> _Problem to solve_
Give again the entries below exactly, beginning at the first line and ending at the line with "normal operation. This".

(Dataset entries)
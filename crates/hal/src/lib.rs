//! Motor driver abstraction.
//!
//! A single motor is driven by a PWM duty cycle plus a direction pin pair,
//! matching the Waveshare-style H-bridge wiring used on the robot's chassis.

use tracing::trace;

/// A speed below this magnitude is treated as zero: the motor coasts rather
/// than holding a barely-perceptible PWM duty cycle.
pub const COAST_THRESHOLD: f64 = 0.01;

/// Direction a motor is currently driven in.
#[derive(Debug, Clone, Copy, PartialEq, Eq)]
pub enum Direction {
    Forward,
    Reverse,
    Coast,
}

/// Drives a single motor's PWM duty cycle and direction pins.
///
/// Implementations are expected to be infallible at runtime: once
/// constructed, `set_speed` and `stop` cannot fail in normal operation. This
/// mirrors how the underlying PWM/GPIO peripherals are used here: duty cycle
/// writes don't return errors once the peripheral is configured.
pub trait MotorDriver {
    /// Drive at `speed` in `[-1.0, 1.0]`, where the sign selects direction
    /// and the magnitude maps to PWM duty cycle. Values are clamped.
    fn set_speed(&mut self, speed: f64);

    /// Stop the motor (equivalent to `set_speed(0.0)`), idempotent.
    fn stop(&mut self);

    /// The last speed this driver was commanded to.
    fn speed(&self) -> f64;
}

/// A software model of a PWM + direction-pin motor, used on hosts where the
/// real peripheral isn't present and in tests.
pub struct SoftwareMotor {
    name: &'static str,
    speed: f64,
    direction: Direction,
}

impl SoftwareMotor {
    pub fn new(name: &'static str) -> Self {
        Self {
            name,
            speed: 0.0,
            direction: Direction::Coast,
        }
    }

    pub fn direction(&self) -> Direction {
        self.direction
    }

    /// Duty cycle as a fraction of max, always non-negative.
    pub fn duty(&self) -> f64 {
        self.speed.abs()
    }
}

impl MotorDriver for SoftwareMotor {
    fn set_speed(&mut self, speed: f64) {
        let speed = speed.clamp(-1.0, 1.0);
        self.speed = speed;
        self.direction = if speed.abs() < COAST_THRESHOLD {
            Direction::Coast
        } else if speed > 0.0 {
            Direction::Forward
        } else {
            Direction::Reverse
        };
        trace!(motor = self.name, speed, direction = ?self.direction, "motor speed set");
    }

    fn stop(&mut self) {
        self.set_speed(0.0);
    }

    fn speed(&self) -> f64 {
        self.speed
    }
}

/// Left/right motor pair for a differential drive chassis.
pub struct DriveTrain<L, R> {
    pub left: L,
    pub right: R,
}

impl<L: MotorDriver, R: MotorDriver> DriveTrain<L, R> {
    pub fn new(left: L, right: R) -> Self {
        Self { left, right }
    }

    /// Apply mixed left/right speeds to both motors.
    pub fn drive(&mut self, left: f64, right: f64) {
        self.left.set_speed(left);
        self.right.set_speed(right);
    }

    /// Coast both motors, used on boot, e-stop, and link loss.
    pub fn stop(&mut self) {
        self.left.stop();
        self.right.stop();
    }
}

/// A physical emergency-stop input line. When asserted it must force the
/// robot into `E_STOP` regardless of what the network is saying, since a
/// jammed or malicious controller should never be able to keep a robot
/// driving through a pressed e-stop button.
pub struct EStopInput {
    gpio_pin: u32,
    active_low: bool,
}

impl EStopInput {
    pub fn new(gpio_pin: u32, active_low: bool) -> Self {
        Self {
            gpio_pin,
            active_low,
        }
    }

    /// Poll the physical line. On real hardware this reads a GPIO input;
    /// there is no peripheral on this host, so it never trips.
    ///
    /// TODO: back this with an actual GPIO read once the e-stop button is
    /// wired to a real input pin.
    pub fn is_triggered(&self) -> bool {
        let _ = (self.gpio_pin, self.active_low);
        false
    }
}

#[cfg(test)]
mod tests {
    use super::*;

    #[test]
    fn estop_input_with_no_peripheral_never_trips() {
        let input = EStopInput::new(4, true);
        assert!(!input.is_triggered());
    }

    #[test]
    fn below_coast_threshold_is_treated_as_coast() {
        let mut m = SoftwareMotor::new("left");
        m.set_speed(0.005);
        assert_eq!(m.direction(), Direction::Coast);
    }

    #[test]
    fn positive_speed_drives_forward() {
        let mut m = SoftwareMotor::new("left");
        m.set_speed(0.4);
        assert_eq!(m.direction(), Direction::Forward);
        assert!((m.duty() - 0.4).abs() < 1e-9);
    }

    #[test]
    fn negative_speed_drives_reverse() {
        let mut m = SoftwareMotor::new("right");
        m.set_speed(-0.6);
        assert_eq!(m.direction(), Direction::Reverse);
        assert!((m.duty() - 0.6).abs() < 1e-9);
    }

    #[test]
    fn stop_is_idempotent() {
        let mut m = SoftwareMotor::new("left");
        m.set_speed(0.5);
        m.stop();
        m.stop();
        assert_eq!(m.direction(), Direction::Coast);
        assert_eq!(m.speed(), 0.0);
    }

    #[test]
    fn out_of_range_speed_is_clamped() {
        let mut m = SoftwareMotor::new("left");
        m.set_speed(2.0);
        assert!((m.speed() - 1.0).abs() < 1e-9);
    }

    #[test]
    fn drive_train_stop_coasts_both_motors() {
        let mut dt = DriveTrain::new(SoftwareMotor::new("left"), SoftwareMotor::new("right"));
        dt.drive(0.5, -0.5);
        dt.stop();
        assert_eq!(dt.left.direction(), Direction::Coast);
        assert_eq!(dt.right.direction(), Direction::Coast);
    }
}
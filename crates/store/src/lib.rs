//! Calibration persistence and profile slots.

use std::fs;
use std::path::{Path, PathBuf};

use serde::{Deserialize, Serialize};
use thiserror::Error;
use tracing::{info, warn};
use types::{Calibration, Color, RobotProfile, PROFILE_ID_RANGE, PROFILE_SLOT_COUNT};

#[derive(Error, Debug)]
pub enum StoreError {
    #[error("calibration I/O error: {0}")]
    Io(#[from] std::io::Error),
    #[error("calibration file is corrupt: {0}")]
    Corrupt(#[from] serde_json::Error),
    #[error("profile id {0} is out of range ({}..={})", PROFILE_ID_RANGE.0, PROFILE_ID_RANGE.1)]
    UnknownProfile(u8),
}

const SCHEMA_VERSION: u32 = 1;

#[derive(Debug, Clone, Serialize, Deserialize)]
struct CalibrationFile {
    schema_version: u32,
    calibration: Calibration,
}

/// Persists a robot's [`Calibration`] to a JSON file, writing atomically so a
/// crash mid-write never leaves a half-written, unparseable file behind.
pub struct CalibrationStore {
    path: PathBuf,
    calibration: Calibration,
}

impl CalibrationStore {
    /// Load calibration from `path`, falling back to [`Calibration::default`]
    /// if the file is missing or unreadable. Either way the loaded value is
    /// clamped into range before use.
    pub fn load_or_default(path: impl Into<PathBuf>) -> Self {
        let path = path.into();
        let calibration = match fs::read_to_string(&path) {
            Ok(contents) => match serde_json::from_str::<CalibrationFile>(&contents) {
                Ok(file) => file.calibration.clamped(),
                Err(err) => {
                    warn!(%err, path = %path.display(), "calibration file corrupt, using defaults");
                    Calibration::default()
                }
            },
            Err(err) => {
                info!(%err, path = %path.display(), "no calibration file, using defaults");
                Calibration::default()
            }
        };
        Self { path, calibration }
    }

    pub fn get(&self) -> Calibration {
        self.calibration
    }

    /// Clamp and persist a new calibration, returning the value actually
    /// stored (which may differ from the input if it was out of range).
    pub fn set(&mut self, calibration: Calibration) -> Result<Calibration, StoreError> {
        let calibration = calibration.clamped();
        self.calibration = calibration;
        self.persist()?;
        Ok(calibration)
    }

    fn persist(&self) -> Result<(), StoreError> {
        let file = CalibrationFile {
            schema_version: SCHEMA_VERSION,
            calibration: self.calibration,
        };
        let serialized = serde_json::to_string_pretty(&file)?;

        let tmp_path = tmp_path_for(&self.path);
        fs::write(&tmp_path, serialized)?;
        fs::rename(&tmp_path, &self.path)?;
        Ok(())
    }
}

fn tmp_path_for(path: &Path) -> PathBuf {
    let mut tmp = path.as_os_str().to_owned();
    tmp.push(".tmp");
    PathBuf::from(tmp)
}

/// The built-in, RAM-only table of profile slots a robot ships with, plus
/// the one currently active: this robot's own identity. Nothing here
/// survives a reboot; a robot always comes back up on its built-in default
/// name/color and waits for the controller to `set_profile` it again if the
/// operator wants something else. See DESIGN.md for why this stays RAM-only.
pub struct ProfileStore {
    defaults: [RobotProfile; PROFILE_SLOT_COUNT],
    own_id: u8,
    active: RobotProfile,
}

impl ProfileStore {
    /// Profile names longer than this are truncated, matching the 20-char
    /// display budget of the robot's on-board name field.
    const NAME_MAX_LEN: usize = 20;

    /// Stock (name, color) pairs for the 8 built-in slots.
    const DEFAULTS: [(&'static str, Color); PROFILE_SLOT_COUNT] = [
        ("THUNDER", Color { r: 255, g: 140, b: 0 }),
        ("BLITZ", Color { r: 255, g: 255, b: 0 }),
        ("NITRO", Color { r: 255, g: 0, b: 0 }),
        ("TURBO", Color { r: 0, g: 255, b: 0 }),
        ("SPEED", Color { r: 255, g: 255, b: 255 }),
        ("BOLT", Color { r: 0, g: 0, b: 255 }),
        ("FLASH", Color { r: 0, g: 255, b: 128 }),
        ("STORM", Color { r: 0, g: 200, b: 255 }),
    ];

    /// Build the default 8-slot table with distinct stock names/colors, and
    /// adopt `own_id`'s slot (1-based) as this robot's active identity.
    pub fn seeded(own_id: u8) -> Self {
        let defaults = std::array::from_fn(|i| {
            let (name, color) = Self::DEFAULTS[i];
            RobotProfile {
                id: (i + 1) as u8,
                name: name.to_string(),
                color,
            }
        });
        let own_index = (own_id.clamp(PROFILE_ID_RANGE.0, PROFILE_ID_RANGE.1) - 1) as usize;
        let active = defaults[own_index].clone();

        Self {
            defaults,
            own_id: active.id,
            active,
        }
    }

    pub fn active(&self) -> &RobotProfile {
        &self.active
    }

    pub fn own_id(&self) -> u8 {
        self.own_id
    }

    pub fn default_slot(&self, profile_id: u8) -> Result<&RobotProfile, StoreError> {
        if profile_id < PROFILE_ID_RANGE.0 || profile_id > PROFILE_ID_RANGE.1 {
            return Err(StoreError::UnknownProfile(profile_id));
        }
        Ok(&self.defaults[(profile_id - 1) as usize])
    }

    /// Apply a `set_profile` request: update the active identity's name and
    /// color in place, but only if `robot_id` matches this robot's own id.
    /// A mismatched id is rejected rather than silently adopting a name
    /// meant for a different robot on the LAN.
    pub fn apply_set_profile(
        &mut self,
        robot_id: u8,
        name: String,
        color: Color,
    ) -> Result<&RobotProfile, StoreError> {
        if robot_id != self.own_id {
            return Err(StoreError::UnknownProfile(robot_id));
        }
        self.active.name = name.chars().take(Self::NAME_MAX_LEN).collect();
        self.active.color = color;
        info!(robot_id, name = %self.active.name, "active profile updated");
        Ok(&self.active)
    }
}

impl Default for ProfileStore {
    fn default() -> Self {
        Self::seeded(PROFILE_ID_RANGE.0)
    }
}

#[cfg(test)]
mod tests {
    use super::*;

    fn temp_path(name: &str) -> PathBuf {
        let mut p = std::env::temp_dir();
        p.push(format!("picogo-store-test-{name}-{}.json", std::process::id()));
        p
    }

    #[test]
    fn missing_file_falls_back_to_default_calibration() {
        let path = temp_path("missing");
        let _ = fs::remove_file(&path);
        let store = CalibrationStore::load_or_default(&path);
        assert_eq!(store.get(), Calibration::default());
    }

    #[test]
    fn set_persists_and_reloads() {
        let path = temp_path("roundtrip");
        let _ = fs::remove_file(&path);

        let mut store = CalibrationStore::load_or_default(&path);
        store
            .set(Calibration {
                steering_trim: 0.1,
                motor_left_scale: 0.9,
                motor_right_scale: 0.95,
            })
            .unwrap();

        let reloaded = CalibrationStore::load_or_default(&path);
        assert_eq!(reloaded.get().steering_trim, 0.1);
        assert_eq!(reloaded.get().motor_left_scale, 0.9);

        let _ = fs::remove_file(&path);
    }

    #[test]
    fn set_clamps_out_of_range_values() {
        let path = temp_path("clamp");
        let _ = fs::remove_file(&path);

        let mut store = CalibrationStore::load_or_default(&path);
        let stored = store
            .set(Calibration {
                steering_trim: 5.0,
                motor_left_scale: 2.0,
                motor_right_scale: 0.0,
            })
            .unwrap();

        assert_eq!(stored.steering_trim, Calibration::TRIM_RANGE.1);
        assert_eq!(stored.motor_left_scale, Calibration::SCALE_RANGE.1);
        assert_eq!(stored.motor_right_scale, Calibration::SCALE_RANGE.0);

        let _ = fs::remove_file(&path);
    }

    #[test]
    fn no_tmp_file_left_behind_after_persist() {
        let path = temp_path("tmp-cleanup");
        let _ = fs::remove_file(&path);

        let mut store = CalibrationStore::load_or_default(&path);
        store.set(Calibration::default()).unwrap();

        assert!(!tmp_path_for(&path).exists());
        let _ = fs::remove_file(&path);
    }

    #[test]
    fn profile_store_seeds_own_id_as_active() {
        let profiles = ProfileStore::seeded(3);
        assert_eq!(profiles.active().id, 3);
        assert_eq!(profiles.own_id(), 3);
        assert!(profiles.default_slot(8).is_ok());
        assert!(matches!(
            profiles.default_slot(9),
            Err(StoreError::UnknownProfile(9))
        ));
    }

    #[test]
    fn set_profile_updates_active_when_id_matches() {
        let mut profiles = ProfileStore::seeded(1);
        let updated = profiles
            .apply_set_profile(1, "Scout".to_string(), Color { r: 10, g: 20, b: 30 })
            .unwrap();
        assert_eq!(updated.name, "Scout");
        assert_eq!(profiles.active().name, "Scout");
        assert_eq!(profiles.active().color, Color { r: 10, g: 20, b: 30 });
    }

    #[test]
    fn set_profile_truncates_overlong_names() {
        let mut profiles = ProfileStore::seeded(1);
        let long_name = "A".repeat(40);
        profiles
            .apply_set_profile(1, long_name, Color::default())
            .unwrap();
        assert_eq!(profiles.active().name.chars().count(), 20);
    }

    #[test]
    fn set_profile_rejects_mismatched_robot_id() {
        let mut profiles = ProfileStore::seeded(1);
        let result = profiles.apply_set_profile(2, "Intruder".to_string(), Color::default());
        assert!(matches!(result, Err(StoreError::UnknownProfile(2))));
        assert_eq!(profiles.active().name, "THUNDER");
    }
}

> _Exercise response_
filename crates/hal/src/lib.rs
//! Motor driver abstraction.
//!
//! A single motor is driven by a PWM duty cycle plus a direction pin pair,
//! matching the Waveshare-style H-bridge wiring used on the robot's chassis.

use tracing::trace;

/// A speed below this magnitude is treated as zero: the motor coasts rather
/// than holding a barely-perceptible PWM duty cycle.
pub const COAST_THRESHOLD: f64 = 0.01;

/// Direction a motor is currently driven in.
#[derive(Debug, Clone, Copy, PartialEq, Eq)]
pub enum Direction {
    Forward,
    Reverse,
    Coast,
}

/// Drives a single motor's PWM duty cycle and direction pins.
///
/// Implementations are expected to be infallible at runtime: once
/// constructed, `set_speed` and `stop` cannot fail in normal operation. This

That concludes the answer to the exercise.